An effort had been made in 1846, when Lord John Russell was first lord of the treasury, to procure a pension for Dr. Dick, which did not succeed. The memorial presented to his lordship was drawn up by P.H. Thoms, Esq., afterwards provost of Dundee, and was subscribed by Lord Duncan, Lord Kinniard, G. Duncan, Esq., M.P. for Dundee, and about half-a-dozen other official persons in that neighbourhood. Another memorial was subsequently laid before Lord John, backed by Hon. Fox Maule (eleventh earl of Dalhousie), and Mr., afterwards, Sir Francis Peto, M.P. In 1847 the application was renewed, and this time it was successful, £50 per annum having been then awarded to him. After his death it was continued to his widow. Dr. Livingstone, the celebrated traveller and missionary in Africa, in his interesting narrative, speaks very gratefully of Dick’s ‘Philosophy of Religion,’ and ‘Philosophy of a Future State,’ which he read in his youth, when a factory boy in Glasgow.

Dr. Dick died July 29, 1857, at the age of 83. His principal works are:

The Christian Philosopher, 2 vols, 1827. 10th edition, 1856.
The Philosophy of Religion; or an Illustration of the Moral Laws of the Universe. Several editions.
The Philosophy of a Future State. 1828.
The Improvement of Society by the diffusion of Knowledge; or an Illustration of the Advantages which would result from a general dissemination of rational and scientific knowledge among all ranks; with engravings.

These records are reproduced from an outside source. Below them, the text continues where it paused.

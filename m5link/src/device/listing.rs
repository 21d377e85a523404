//! Directory listing parser.
//!
//! Listings arrive as a Python list repr (`['boot.py', 'lib']`), as
//! `os.ilistdir` tuples (`[('lib', 16384, 0, 0)]`), or as plain text with one
//! name per line. Where the reply says what an entry is (a trailing `/`, an
//! ilistdir type code, a `file`/`dir` column) that wins; otherwise
//! [`infer_kind`] guesses.

/// What a directory entry is.
#[derive(Debug, Clone, Copy, PartialEq, Eq)]
#[cfg_attr(feature = "serde", derive(serde::Serialize))]
#[cfg_attr(feature = "serde", serde(rename_all = "lowercase"))]
pub enum EntryKind {
    /// Regular file.
    File,
    /// Directory.
    Directory,
}

/// One entry of a directory listing.
#[derive(Debug, Clone, PartialEq, Eq)]
#[cfg_attr(feature = "serde", derive(serde::Serialize))]
pub struct DirEntry {
    /// Entry name without any directory part.
    pub name: String,
    /// File or directory.
    pub kind: EntryKind,
    /// Full path on the device.
    pub path: String,
}

/// `st_mode` type bit for directories in `os.ilistdir` tuples.
const S_IFDIR: u32 = 0x4000;

/// Guess an entry's kind from its name: names with an extension are files.
///
/// This is an approximation; `README` is reported as a directory.
pub fn infer_kind(name: &str) -> EntryKind {
    match name.rfind('.') {
        Some(pos) if pos > 0 && pos + 1 < name.len() => EntryKind::File,
        _ => EntryKind::Directory,
    }
}

/// Join a directory and an entry name.
pub fn join_path(dir: &str, name: &str) -> String {
    if dir.is_empty() {
        format!("/{name}")
    } else if dir.ends_with('/') {
        format!("{dir}{name}")
    } else {
        format!("{dir}/{name}")
    }
}

/// Parse the listing of `dir`.
pub fn parse_listing(dir: &str, raw: &str) -> Vec<DirEntry> {
    let raw = raw.trim();
    let items: Vec<(String, Option<EntryKind>)> = if raw.starts_with('[') && raw.ends_with(']') {
        split_top_level(&raw[1..raw.len() - 1])
            .into_iter()
            .filter_map(|item| parse_repr_item(&item))
            .collect()
    } else {
        parse_text(raw)
    };

    items
        .into_iter()
        .filter(|(name, _)| !name.is_empty() && name != "." && name != "..")
        .map(|(name, kind)| DirEntry {
            path: join_path(dir, &name),
            kind: kind.unwrap_or_else(|| infer_kind(&name)),
            name,
        })
        .collect()
}

/// Split a Python literal list body on commas outside quotes and brackets.
fn split_top_level(body: &str) -> Vec<String> {
    let mut items = Vec::new();
    let mut current = String::new();
    let mut quote: Option<char> = None;
    let mut escaped = false;
    let mut depth = 0usize;

    for ch in body.chars() {
        if let Some(q) = quote {
            current.push(ch);
            if escaped {
                escaped = false;
            } else if ch == '\\' {
                escaped = true;
            } else if ch == q {
                quote = None;
            }
            continue;
        }
        match ch {
            '\'' | '"' => {
                quote = Some(ch);
                current.push(ch);
            },
            '(' | '[' => {
                depth += 1;
                current.push(ch);
            },
            ')' | ']' => {
                depth = depth.saturating_sub(1);
                current.push(ch);
            },
            ',' if depth == 0 => items.push(std::mem::take(&mut current)),
            c => current.push(c),
        }
    }
    items.push(current);

    items
        .into_iter()
        .map(|item| item.trim().to_string())
        .filter(|item| !item.is_empty())
        .collect()
}

fn unquote(literal: &str) -> String {
    let literal = literal.trim();
    let inner = literal
        .strip_prefix('\'')
        .and_then(|s| s.strip_suffix('\''))
        .or_else(|| literal.strip_prefix('"').and_then(|s| s.strip_suffix('"')))
        .unwrap_or(literal);

    let mut out = String::with_capacity(inner.len());
    let mut chars = inner.chars();
    while let Some(ch) = chars.next() {
        if ch == '\\' {
            if let Some(next) = chars.next() {
                out.push(next);
            }
        } else {
            out.push(ch);
        }
    }
    out
}

fn parse_repr_item(item: &str) -> Option<(String, Option<EntryKind>)> {
    let Some(tuple) = item.strip_prefix('(').and_then(|s| s.strip_suffix(')')) else {
        return Some(split_marker(&unquote(item)));
    };

    let fields = split_top_level(tuple);
    let name = unquote(fields.first()?);
    let kind = fields
        .get(1)
        .and_then(|code| code.trim().parse::<u32>().ok())
        .map(|code| {
            if code & S_IFDIR != 0 {
                EntryKind::Directory
            } else {
                EntryKind::File
            }
        });
    Some((name, kind))
}

/// A trailing `/` marks a directory.
fn split_marker(name: &str) -> (String, Option<EntryKind>) {
    match name.strip_suffix('/') {
        Some(dir) => (dir.to_string(), Some(EntryKind::Directory)),
        None => (name.to_string(), None),
    }
}

fn parse_text(raw: &str) -> Vec<(String, Option<EntryKind>)> {
    let lines: Vec<&str> = if raw.lines().count() == 1 && raw.contains(',') {
        raw.split(',').collect()
    } else {
        raw.lines().collect()
    };

    lines
        .into_iter()
        .map(str::trim)
        .filter(|line| !line.is_empty())
        .map(|line| match line.rsplit_once(char::is_whitespace) {
            Some((name, column)) => match column.to_ascii_lowercase().as_str() {
                "file" | "f" => (name.trim().to_string(), Some(EntryKind::File)),
                "dir" | "directory" | "d" => (name.trim().to_string(), Some(EntryKind::Directory)),
                _ => split_marker(line),
            },
            None => split_marker(line),
        })
        .collect()
}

The Mental Illumination and Moral Improvement of Mankind; or an Inquiry into the means by which a general diffusion of knowledge may be promoted; with engravings. This work illustrates, among other topics, an outline of moral and intellectual education.
Christian Beneficence contrasted with Covetousness, illustrating the means by which the world may be regenerated.
Celestial Scenery; or the Wonders of the Planetary System displayed, illustrating the perfections of Deity and a plurality of worlds. London, 1837.
The Sidereal Heavens, and other subjects connected with Astronomy, as illustrative of the character of the Deity and of an infinity of worlds. London, 1840, 12mo. 4th edition, London, 1840, 12mo.
The Practical Astronomer, comprising illustrations of Light and Colours – a practical description of all kinds of Telescopes – the use of the Equatorial, Transit, Circular, and other Astronomical Instruments – a particular account of the Earl of Rossie’s large Telescopes – and other topics connected with Astronomy. 100 cuts, 570 pages. London, 1845, 12mo.
The Solar System, adapted to beginners.
The Atmosphere, and Atmospherical Phenomena, with cuts, 192 pages.
Besides a variety of communications in literary, philosophical, and theological journals, which would occupy two moderate-sized volumes; and two or three lectures, published separately. Most of his works have gone through several editions.